Segment Start: Information supplied

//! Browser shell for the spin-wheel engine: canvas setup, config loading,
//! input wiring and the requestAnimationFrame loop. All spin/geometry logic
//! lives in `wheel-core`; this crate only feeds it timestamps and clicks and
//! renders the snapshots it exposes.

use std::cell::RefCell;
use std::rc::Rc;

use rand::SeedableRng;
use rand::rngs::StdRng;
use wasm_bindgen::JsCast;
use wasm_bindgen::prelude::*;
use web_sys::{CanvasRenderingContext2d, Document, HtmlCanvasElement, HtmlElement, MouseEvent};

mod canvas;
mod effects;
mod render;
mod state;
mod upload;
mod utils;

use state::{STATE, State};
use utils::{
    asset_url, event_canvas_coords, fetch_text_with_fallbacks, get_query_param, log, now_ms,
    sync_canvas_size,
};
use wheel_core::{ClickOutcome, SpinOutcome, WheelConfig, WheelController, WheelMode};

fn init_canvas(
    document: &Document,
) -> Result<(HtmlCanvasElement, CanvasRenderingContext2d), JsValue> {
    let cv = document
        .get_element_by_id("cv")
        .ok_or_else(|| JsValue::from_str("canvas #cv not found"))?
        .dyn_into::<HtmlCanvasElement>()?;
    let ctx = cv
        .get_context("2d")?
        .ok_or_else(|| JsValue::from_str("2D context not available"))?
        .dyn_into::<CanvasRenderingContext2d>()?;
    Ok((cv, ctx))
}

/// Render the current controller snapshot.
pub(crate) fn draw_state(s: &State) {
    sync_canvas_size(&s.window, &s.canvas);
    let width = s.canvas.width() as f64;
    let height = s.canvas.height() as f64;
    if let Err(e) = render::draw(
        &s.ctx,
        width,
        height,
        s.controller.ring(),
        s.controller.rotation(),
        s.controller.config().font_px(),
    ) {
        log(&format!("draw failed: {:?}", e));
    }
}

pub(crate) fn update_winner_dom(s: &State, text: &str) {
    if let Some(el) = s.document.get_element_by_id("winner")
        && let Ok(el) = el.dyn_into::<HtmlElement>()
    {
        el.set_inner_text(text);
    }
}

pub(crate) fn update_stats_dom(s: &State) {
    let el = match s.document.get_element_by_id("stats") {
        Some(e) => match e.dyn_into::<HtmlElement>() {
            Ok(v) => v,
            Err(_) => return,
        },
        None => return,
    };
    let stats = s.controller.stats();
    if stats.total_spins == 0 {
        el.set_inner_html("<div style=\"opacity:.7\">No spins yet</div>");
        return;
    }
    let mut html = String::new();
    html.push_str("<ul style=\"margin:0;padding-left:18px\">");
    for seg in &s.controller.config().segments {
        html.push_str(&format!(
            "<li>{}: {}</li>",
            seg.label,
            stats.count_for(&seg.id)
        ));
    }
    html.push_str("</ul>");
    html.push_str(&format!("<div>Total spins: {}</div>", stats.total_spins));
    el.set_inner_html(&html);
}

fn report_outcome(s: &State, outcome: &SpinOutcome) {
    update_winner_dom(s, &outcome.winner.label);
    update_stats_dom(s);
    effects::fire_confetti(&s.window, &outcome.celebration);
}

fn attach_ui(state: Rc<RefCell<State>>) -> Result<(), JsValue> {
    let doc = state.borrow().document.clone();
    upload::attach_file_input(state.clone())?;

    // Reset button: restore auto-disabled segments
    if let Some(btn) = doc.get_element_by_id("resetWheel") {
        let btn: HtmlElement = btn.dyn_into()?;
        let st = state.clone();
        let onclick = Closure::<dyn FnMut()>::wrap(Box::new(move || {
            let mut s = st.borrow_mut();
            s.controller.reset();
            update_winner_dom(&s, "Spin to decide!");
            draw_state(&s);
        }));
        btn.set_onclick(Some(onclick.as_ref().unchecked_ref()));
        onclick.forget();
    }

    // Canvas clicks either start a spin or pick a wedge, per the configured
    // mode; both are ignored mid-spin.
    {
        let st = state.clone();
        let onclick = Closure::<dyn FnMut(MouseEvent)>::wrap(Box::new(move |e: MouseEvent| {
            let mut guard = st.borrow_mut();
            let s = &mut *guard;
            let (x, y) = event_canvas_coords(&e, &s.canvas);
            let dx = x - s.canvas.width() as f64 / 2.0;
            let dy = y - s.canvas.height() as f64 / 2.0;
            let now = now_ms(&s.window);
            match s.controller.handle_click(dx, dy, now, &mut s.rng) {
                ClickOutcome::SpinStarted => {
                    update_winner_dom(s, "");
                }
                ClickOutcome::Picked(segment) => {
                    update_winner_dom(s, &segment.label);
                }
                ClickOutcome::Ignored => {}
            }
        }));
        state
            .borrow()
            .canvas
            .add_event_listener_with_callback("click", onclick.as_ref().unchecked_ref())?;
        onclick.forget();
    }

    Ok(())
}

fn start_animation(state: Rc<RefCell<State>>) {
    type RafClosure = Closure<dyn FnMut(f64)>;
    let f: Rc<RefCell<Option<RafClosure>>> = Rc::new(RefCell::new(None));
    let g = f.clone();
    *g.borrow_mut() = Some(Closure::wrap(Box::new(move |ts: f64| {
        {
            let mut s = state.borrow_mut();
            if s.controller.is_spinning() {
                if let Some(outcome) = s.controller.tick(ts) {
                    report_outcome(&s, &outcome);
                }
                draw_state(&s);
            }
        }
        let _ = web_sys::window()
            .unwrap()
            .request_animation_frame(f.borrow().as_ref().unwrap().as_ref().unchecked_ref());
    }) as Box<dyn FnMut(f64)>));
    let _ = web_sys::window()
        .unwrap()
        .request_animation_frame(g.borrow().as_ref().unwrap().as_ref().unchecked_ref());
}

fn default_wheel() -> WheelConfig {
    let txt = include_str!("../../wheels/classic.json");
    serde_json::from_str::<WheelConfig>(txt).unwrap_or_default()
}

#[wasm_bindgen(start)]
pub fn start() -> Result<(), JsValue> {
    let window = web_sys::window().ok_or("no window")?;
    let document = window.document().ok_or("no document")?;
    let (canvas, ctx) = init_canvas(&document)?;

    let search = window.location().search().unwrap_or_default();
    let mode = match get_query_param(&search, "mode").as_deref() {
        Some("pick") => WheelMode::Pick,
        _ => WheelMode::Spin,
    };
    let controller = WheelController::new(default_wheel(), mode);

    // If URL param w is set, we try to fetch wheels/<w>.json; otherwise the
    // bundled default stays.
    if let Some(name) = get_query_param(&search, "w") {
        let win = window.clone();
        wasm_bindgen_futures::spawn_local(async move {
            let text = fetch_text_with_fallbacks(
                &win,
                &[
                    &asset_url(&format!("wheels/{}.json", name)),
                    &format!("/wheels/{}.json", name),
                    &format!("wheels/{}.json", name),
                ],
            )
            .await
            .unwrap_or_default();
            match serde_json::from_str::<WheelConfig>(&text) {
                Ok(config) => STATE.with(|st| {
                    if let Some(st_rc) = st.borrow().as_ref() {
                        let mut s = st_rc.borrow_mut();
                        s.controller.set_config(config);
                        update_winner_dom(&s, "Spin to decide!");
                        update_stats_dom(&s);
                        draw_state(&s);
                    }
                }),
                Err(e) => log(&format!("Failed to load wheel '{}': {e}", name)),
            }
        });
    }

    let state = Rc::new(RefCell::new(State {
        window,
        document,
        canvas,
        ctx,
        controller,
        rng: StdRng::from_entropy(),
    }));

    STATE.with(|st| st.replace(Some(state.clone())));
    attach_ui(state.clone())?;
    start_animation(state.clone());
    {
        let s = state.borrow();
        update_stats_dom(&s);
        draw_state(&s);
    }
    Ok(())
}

Segment End: Information supplied

— Description of the task —
Every entry must be given again exactly as it reads.

— Your solution —
//! Browser shell for the spin-wheel engine: canvas setup, config loading,
//! input wiring and the requestAnimationFrame loop. All spin/geometry logic
//! lives in `wheel-core`; this crate only feeds it timestamps and clicks and
//! renders the snapshots it exposes.

use std::cell::RefCell;
use std::rc::Rc;

use rand::SeedableRng;
use rand::rngs::StdRng;
use wasm_bindgen::JsCast;
use wasm_bindgen::prelude::*;
use web_sys::{CanvasRenderingContext2d, Document, HtmlCanvasElement, HtmlElement, MouseEvent};

mod canvas;
mod effects;
mod render;
mod state;
mod upload;
mod utils;

use state::{STATE, State};
use utils::{
    asset_url, event_canvas_coords, fetch_text_with_fallbacks, get_query_param, log, now_ms,
    sync_canvas_size,
};
use wheel_core::{ClickOutcome, SpinOutcome, WheelConfig, WheelController, WheelMode};

fn init_canvas(
    document: &Document,
) -> Result<(HtmlCanvasElement, CanvasRenderingContext2d), JsValue> {
    let cv = document
        .get_element_by_id("cv")
        .ok_or_else(|| JsValue::from_str("canvas #cv not found"))?
        .dyn_into::<HtmlCanvasElement>()?;
    let ctx = cv
        .get_context("2d")?
        .ok_or_else(|| JsValue::from_str("2D context not available"))?
        .dyn_into::<CanvasRenderingContext2d>()?;
    Ok((cv, ctx))
}

/// Render the current controller snapshot.
pub(crate) fn draw_state(s: &State) {
    sync_canvas_size(&s.window, &s.canvas);
    let width = s.canvas.width() as f64;
    let height = s.canvas.height() as f64;
    if let Err(e) = render::draw(
        &s.ctx,
        width,
        height,
        s.controller.ring(),
        s.controller.rotation(),
        s.controller.config().font_px(),
    ) {
        log(&format!("draw failed: {:?}", e));
    }
}

pub(crate) fn update_winner_dom(s: &State, text: &str) {
    if let Some(el) = s.document.get_element_by_id("winner")
        && let Ok(el) = el.dyn_into::<HtmlElement>()
    {
        el.set_inner_text(text);
    }
}

pub(crate) fn update_stats_dom(s: &State) {
    let el = match s.document.get_element_by_id("stats") {
        Some(e) => match e.dyn_into::<HtmlElement>() {
            Ok(v) => v,
            Err(_) => return,
        },
        None => return,
    };
    let stats = s.controller.stats();
    if stats.total_spins == 0 {
        el.set_inner_html("<div style=\"opacity:.7\">No spins yet</div>");
        return;
    }
    let mut html = String::new();
    html.push_str("<ul style=\"margin:0;padding-left:18px\">");
    for seg in &s.controller.config().segments {
        html.push_str(&format!(
            "<li>{}: {}</li>",
            seg.label,
            stats.count_for(&seg.id)
        ));
    }
    html.push_str("</ul>");
    html.push_str(&format!("<div>Total spins: {}</div>", stats.total_spins));
    el.set_inner_html(&html);
}

fn report_outcome(s: &State, outcome: &SpinOutcome) {
    update_winner_dom(s, &outcome.winner.label);
    update_stats_dom(s);
    effects::fire_confetti(&s.window, &outcome.celebration);
}

fn attach_ui(state: Rc<RefCell<State>>) -> Result<(), JsValue> {
    let doc = state.borrow().document.clone();
    upload::attach_file_input(state.clone())?;

    // Reset button: restore auto-disabled segments
    if let Some(btn) = doc.get_element_by_id("resetWheel") {
        let btn: HtmlElement = btn.dyn_into()?;
        let st = state.clone();
        let onclick = Closure::<dyn FnMut()>::wrap(Box::new(move || {
            let mut s = st.borrow_mut();
            s.controller.reset();
            update_winner_dom(&s, "Spin to decide!");
            draw_state(&s);
        }));
        btn.set_onclick(Some(onclick.as_ref().unchecked_ref()));
        onclick.forget();
    }

    // Canvas clicks either start a spin or pick a wedge, per the configured
    // mode; both are ignored mid-spin.
    {
        let st = state.clone();
        let onclick = Closure::<dyn FnMut(MouseEvent)>::wrap(Box::new(move |e: MouseEvent| {
            let mut guard = st.borrow_mut();
            let s = &mut *guard;
            let (x, y) = event_canvas_coords(&e, &s.canvas);
            let dx = x - s.canvas.width() as f64 / 2.0;
            let dy = y - s.canvas.height() as f64 / 2.0;
            let now = now_ms(&s.window);
            match s.controller.handle_click(dx, dy, now, &mut s.rng) {
                ClickOutcome::SpinStarted => {
                    update_winner_dom(s, "");
                }
                ClickOutcome::Picked(segment) => {
                    update_winner_dom(s, &segment.label);
                }
                ClickOutcome::Ignored => {}
            }
        }));
        state
            .borrow()
            .canvas
            .add_event_listener_with_callback("click", onclick.as_ref().unchecked_ref())?;
        onclick.forget();
    }

    Ok(())
}

fn start_animation(state: Rc<RefCell<State>>) {
    type RafClosure = Closure<dyn FnMut(f64)>;
    let f: Rc<RefCell<Option<RafClosure>>> = Rc::new(RefCell::new(None));
    let g = f.clone();
    *g.borrow_mut() = Some(Closure::wrap(Box::new(move |ts: f64| {
        {
            let mut s = state.borrow_mut();
            if s.controller.is_spinning() {
                if let Some(outcome) = s.controller.tick(ts) {
                    report_outcome(&s, &outcome);
                }
                draw_state(&s);
            }
        }
        let _ = web_sys::window()
            .unwrap()
            .request_animation_frame(f.borrow().as_ref().unwrap().as_ref().unchecked_ref());
    }) as Box<dyn FnMut(f64)>));
    let _ = web_sys::window()
        .unwrap()
        .request_animation_frame(g.borrow().as_ref().unwrap().as_ref().unchecked_ref());
}

fn default_wheel() -> WheelConfig {
    let txt = include_str!("../../wheels/classic.json");
    serde_json::from_str::<WheelConfig>(txt).unwrap_or_default()
}

#[wasm_bindgen(start)]
pub fn start() -> Result<(), JsValue> {
    let window = web_sys::window().ok_or("no window")?;
    let document = window.document().ok_or("no document")?;
    let (canvas, ctx) = init_canvas(&document)?;

    let search = window.location().search().unwrap_or_default();
    let mode = match get_query_param(&search, "mode").as_deref() {
        Some("pick") => WheelMode::Pick,
        _ => WheelMode::Spin,
    };
    let controller = WheelController::new(default_wheel(), mode);

    // If URL param w is set, we try to fetch wheels/<w>.json; otherwise the
    // bundled default stays.
    if let Some(name) = get_query_param(&search, "w") {
        let win = window.clone();
        wasm_bindgen_futures::spawn_local(async move {
            let text = fetch_text_with_fallbacks(
                &win,
                &[
                    &asset_url(&format!("wheels/{}.json", name)),
                    &format!("/wheels/{}.json", name),
                    &format!("wheels/{}.json", name),
                ],
            )
            .await
            .unwrap_or_default();
            match serde_json::from_str::<WheelConfig>(&text) {
                Ok(config) => STATE.with(|st| {
                    if let Some(st_rc) = st.borrow().as_ref() {
                        let mut s = st_rc.borrow_mut();
                        s.controller.set_config(config);
                        update_winner_dom(&s, "Spin to decide!");
                        update_stats_dom(&s);
                        draw_state(&s);
                    }
                }),
                Err(e) => log(&format!("Failed to load wheel '{}': {e}", name)),
            }
        });
    }

    let state = Rc::new(RefCell::new(State {
        window,
        document,
        canvas,
        ctx,
        controller,
        rng: StdRng::from_entropy(),
    }));

    STATE.with(|st| st.replace(Some(state.clone())));
    attach_ui(state.clone())?;
    start_animation(state.clone());
    {
        let s = state.borrow();
        update_stats_dom(&s);
        draw_state(&s);
    }
    Ok(())
}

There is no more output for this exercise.